Oftentimes, when living with sickle cell disease (SCD) you must learn the key to bouncing back effectively and efficiently after undergoing a sickle cell pain crisis. This crisis may knock you down for a period of time that could last from a day to a couple of weeks or longer.

Currently, I am getting back to work after a two-week hospital stay. Aside from the many follow-up appointments I had to schedule and a new medication I am getting used to, I have a long to-do list of telephone calls to return, a book to complete editing and a number of other responsibilities to meet. Your reliability and dependability are often challenged when you have SCD. Case in point: I have missed writing my blog and want to get back into the habit of producing these posts.

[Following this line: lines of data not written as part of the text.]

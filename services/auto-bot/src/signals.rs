//! Market signal sources
//!
//! The scanner asks a [`MarketSignalSource`] for the raw readings of one
//! instrument and hands them to the scoring engine. [`RandomSignalSource`]
//! produces stand-in readings; [`FeedSignalSource`] fills what it can from the
//! market data providers and uses the random readings for the rest.

use async_trait::async_trait;
use market_data::{CotService, Instrument, QuoteAggregator};
use rand::rngs::StdRng;
use rand::{Rng, SeedableRng};
use std::sync::{Arc, Mutex};
use std::time::Duration;
use tracing::{debug, warn};

use crate::brain::{MarketInputs, TrendDirection, TrendSample};
use crate::types::Result;

#[async_trait]
pub trait MarketSignalSource: Send + Sync {
    async fn sample(&self, instrument: Instrument) -> Result<MarketInputs>;

    fn name(&self) -> &str;
}

/// Seeded stand-in readings.
///
/// Distributions: each timeframe trend Up/Down 40% each, Neutral 20%; COT net
/// uniform in ±70; ADX uniform 10-45; level distance uniform 0-60 pips;
/// structure confirmed half the time; spread uniform in the instrument
/// class baseline; recent change uniform in ±1.5%.
pub struct RandomSignalSource {
    rng: Mutex<StdRng>,
}

impl RandomSignalSource {
    pub fn new() -> Self {
        Self {
            rng: Mutex::new(StdRng::from_entropy()),
        }
    }

    pub fn seeded(seed: u64) -> Self {
        Self {
            rng: Mutex::new(StdRng::seed_from_u64(seed)),
        }
    }

    /// Draw a full set of readings; never fails
    pub fn generate(&self, instrument: Instrument) -> MarketInputs {
        let mut rng = match self.rng.lock() {
            Ok(guard) => guard,
            Err(poisoned) => poisoned.into_inner(),
        };

        let mut trend = || match rng.gen_range(0..10) {
            0..=3 => TrendDirection::Up,
            4..=7 => TrendDirection::Down,
            _ => TrendDirection::Neutral,
        };
        let sample = TrendSample::new(trend(), trend(), trend());

        let (spread_min, spread_max) = instrument.class().spread_baseline();

        MarketInputs {
            trend: sample,
            cot_net: rng.gen_range(-70.0..=70.0),
            adx: rng.gen_range(10.0..=45.0),
            level_distance_pips: rng.gen_range(0.0..=60.0),
            structure_confirmed: rng.gen_bool(0.5),
            spread_pips: rng.gen_range(spread_min..=spread_max),
            recent_change_pct: rng.gen_range(-1.5..=1.5),
        }
    }
}

impl Default for RandomSignalSource {
    fn default() -> Self {
        Self::new()
    }
}

#[async_trait]
impl MarketSignalSource for RandomSignalSource {
    async fn sample(&self, instrument: Instrument) -> Result<MarketInputs> {
        Ok(self.generate(instrument))
    }

    fn name(&self) -> &str {
        "random"
    }
}

/// Readings backed by the market data providers.
///
/// Recent change comes from live quotes and COT bias from the CFTC history of
/// the pair's two currencies. Trend, ADX, levels, structure and spread have no
/// feed yet and come from the random source, as does any field whose provider
/// fails.
///
/// Providers report change against the previous price this process saw. The
/// free FX rates refresh roughly once a day, so most polls see no movement at
/// all; a zero change counts as no reading rather than a flat market, which
/// would otherwise push every neutral trend to Allow Trade.
pub struct FeedSignalSource {
    quotes: Arc<QuoteAggregator>,
    cot: Arc<CotService>,
    fallback: RandomSignalSource,
    timeout: Duration,
}

impl FeedSignalSource {
    pub fn new(
        quotes: Arc<QuoteAggregator>,
        cot: Arc<CotService>,
        fallback: RandomSignalSource,
        timeout: Duration,
    ) -> Self {
        Self {
            quotes,
            cot,
            fallback,
            timeout,
        }
    }

    async fn recent_change(&self, instrument: Instrument) -> Option<f64> {
        let wanted = [instrument];
        let fetch = market_data::with_timeout("quotes", self.timeout, self.quotes.fetch_live(&wanted));
        match fetch.await {
            Ok(quotes) => quotes
                .into_iter()
                .find(|q| q.instrument == instrument)
                .map(|q| q.change_percent)
                .filter(|change| *change != 0.0),
            Err(e) => {
                warn!("No live quote for {}: {}", instrument, e);
                None
            }
        }
    }

    async fn cot_bias(&self, instrument: Instrument) -> Option<f64> {
        match tokio::time::timeout(self.timeout, self.cot.pair_bias(instrument)).await {
            Ok(net) => Some(net),
            Err(_) => {
                warn!("COT lookup for {} timed out", instrument);
                None
            }
        }
    }
}

#[async_trait]
impl MarketSignalSource for FeedSignalSource {
    async fn sample(&self, instrument: Instrument) -> Result<MarketInputs> {
        let mut inputs = self.fallback.generate(instrument);

        let (change, cot) = futures::join!(self.recent_change(instrument), self.cot_bias(instrument));
        if let Some(change) = change {
            inputs.recent_change_pct = change;
        }
        if let Some(net) = cot {
            inputs.cot_net = net;
        }

        debug!(
            "Sampled {}: change {:.3}%, COT net {:.1}",
            instrument, inputs.recent_change_pct, inputs.cot_net
        );
        Ok(inputs)
    }

    fn name(&self) -> &str {
        "feed"
    }
}

#[cfg(test)]
mod tests {
    use super::*;
    use market_data::{
        PlaceholderCot, PlaceholderGenerator, PlaceholderQuotes, Quote, QuoteSource, SourceHealth,
    };

    /// Live source whose quotes carry a fixed change percent
    struct FixedChange(f64);

    #[async_trait]
    impl QuoteSource for FixedChange {
        async fn get_quotes(&self, instruments: &[Instrument]) -> market_data::Result<Vec<Quote>> {
            let generator = PlaceholderGenerator::seeded(9);
            Ok(instruments
                .iter()
                .map(|i| Quote {
                    change_percent: self.0,
                    source: "fixed".to_string(),
                    ..generator.quote(*i)
                })
                .collect())
        }

        async fn health(&self) -> SourceHealth {
            SourceHealth {
                source: "fixed".to_string(),
                is_healthy: true,
                last_success: None,
                last_error: None,
                success_rate: 1.0,
                avg_latency_ms: 0,
            }
        }

        fn name(&self) -> &str {
            "fixed"
        }
    }

    fn feed_with_change(change: f64, seed: u64) -> FeedSignalSource {
        let mut quotes = QuoteAggregator::new(PlaceholderQuotes::new(PlaceholderGenerator::seeded(1)));
        quotes.add_source(Arc::new(FixedChange(change)));
        let cot = Arc::new(CotService::new(PlaceholderCot::new(PlaceholderGenerator::seeded(2))));
        FeedSignalSource::new(
            Arc::new(quotes),
            cot,
            RandomSignalSource::seeded(seed),
            Duration::from_secs(1),
        )
    }

    fn inst(s: &str) -> Instrument {
        Instrument::parse(s).unwrap()
    }

    #[test]
    fn test_random_readings_stay_in_range() {
        let source = RandomSignalSource::seeded(11);
        for instrument in Instrument::all() {
            let (lo, hi) = instrument.class().spread_baseline();
            for _ in 0..20 {
                let inputs = source.generate(instrument);
                assert!(inputs.cot_net.abs() <= 70.0);
                assert!((10.0..=45.0).contains(&inputs.adx));
                assert!((0.0..=60.0).contains(&inputs.level_distance_pips));
                assert!(inputs.spread_pips >= lo && inputs.spread_pips <= hi);
                assert!(inputs.recent_change_pct.abs() <= 1.5);
            }
        }
    }

    #[test]
    fn test_same_seed_same_readings() {
        let a = RandomSignalSource::seeded(5);
        let b = RandomSignalSource::seeded(5);
        let eur = inst("EUR/USD");
        assert_eq!(a.generate(eur), b.generate(eur));
    }

    #[tokio::test]
    async fn test_feed_without_providers_uses_placeholders() {
        // No real sources: quotes fail over, COT comes from the placeholder history
        let quotes = Arc::new(QuoteAggregator::new(PlaceholderQuotes::new(
            PlaceholderGenerator::seeded(1),
        )));
        let cot = Arc::new(CotService::new(PlaceholderCot::new(PlaceholderGenerator::seeded(2))));
        let feed = FeedSignalSource::new(
            quotes,
            cot,
            RandomSignalSource::seeded(3),
            Duration::from_secs(1),
        );

        let inputs = feed.sample(inst("GBP/JPY")).await.unwrap();
        assert!(inputs.cot_net.abs() <= 100.0);
        assert!(inputs.recent_change_pct.abs() <= 1.5);
        assert_eq!(feed.name(), "feed");
    }

    #[tokio::test]
    async fn test_feed_uses_live_change() {
        let feed = feed_with_change(0.42, 7);
        let inputs = feed.sample(inst("EUR/USD")).await.unwrap();
        assert_eq!(inputs.recent_change_pct, 0.42);
    }

    #[tokio::test]
    async fn test_feed_ignores_unmoved_quote() {
        let feed = feed_with_change(0.0, 7);
        let inputs = feed.sample(inst("EUR/USD")).await.unwrap();

        // Same draw the fallback makes first
        let expected = RandomSignalSource::seeded(7).generate(inst("EUR/USD"));
        assert_eq!(inputs.recent_change_pct, expected.recent_change_pct);
    }
}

As with many chronic health conditions, being out of commission can lead to feelings of depression. In addition, another challenge with having SCD is maintaining a positive mindset. Although being upbeat and maintaining an optimistic outlook will not change the fact that you have sickle cell and suffer from pain crises, these positive feelings can improve your overall quality of life, reduce your stress, lessen the emotional toll the disease takes on you and, in general, work in your best interest.

When I was going to school, I recall always having to make up school work. Since I liked school and academics, I wasn’t dismayed by having to catch up on school work during the weekends and use my well days to study. Still, one of my greatest challenges with keeping up academically occurred while I was in college.

During my first three years of college, I’d suffer a sickle cell pain crisis at least once every three weeks. I lived on campus about an hour away from home. Frequently, I would end up in the student health center, waiting for an ambulance to bring me to the hospital where doctors would attempt to relieve the excruciating pain I experienced during a crisis. Fortunately, between my family and college friends, I had an excellent support system.

Below, are some ways I used to manage being in college and having sickle cell disease:

• At the beginning of each semester, when starting your classes look for classmates that you can get to know who are willing to share their contact information. Most likely, occasionally, you will miss class due to sickle cell pain crises. Ask one or more students in each of your classes to share their notes with you from the days you missed.
• Let your professors know up front about your medical condition. During the first two weeks of classes, schedule an appointment with your professors during their office hours and explain that you have sickle cell disease and how the illness affects you. Often, professors are understanding and willing to work with you so you can make up assignments and tests as necessary.
• Find out if your school has a disability office, or a dean of student affairs, who can help you by writing a letter to alert your professors about your illness and further legitimize your medical circumstances.
• Keep a notebook or a small binder with the following information:
- Contact information of family and friends
- Your class schedule and professors’ names and contact information
- A list of your medications
- Your doctor’s contact information
- Your pharmacy’s name and telephone information
- Any pertinent information that someone else might need to be helpful to you when you
are in the hospital
- Your work information so someone can call to let your employer know that you will
be out sick.

Although these steps may appear burdensome, they are very important because the onset of a sickle cell crisis can be extreme and unpredictable.

At this point, I’m getting back into the rhythm of being well, catching up on my work and writing this blog. I am getting my momentum back and feeling well. For me, this is when it’s important to optimize the times I feel healthy and strong, so I can reduce any avoidable stress during those periods when a sickle cell crisis strikes.